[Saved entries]

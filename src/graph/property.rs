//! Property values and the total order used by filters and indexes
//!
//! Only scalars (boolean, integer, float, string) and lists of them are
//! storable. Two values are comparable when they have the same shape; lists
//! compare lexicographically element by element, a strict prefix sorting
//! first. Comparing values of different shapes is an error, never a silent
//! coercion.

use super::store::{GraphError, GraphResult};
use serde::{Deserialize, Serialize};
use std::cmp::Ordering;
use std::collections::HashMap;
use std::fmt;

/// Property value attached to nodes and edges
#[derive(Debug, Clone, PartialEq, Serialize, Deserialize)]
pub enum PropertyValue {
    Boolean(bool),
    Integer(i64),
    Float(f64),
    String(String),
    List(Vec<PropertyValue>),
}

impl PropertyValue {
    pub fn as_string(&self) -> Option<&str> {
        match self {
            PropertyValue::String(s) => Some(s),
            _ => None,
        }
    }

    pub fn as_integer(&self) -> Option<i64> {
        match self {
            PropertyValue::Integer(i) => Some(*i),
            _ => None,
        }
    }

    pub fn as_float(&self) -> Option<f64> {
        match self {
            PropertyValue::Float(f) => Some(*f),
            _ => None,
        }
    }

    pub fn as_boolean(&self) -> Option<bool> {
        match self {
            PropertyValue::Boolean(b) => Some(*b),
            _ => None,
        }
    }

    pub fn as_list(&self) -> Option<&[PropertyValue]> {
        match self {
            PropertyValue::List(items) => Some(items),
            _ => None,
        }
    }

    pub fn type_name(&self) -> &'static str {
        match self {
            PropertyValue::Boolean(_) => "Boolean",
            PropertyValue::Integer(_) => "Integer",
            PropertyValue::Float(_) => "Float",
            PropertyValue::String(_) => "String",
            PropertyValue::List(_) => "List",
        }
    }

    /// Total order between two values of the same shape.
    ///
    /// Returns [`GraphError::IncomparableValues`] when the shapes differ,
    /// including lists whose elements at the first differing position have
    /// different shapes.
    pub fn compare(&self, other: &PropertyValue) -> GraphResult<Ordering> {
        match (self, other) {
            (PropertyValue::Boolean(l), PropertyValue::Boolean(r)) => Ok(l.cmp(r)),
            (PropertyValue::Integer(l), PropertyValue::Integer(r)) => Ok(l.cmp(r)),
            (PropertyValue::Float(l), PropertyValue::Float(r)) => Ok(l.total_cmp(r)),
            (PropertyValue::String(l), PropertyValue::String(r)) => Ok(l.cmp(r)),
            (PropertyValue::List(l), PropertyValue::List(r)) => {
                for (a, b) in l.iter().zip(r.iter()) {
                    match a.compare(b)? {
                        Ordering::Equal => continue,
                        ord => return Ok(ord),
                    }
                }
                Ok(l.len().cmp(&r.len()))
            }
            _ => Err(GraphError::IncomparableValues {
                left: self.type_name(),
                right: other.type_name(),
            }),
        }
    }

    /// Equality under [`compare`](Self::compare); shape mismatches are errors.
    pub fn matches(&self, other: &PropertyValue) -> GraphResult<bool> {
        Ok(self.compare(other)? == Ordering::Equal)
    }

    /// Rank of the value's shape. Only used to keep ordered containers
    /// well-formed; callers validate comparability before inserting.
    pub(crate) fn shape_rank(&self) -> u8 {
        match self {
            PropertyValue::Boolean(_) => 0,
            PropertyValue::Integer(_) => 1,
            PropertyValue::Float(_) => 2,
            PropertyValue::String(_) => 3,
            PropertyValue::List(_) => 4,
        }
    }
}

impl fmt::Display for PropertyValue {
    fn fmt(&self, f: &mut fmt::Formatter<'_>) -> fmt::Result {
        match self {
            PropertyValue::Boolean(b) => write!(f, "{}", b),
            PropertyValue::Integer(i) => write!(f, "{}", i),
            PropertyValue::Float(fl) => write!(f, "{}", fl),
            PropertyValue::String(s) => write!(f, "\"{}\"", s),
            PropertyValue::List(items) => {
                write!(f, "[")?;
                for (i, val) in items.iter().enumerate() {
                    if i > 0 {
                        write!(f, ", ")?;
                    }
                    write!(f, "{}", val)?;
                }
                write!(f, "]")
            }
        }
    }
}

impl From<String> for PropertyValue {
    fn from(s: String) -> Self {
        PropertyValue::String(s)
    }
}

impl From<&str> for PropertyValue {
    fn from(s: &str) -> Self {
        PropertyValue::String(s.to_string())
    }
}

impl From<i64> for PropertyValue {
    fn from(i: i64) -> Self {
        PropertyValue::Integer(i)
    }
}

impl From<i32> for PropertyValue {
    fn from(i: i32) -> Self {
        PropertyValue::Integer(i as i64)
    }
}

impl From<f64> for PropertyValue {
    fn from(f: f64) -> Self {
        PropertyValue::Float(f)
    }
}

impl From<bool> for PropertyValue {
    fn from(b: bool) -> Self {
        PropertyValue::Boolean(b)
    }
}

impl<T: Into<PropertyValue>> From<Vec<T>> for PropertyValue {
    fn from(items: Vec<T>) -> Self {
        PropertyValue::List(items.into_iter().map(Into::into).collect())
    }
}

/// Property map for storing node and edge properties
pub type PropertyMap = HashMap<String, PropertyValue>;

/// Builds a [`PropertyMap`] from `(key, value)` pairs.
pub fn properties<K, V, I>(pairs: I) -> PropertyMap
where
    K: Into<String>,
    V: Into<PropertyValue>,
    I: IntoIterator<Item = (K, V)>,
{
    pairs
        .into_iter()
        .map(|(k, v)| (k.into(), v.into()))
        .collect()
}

▶ TRY IT
Up to and including the line with "use std::fmt;", transcribe the entries above exactly, starting from their first line.

▶ OUTPUT BELOW
filename src/graph/property.rs
//! Property values and the total order used by filters and indexes
//!
//! Only scalars (boolean, integer, float, string) and lists of them are
//! storable. Two values are comparable when they have the same shape; lists
//! compare lexicographically element by element, a strict prefix sorting
//! first. Comparing values of different shapes is an error, never a silent
//! coercion.

use super::store::{GraphError, GraphResult};
use serde::{Deserialize, Serialize};
use std::cmp::Ordering;
use std::collections::HashMap;
use std::fmt;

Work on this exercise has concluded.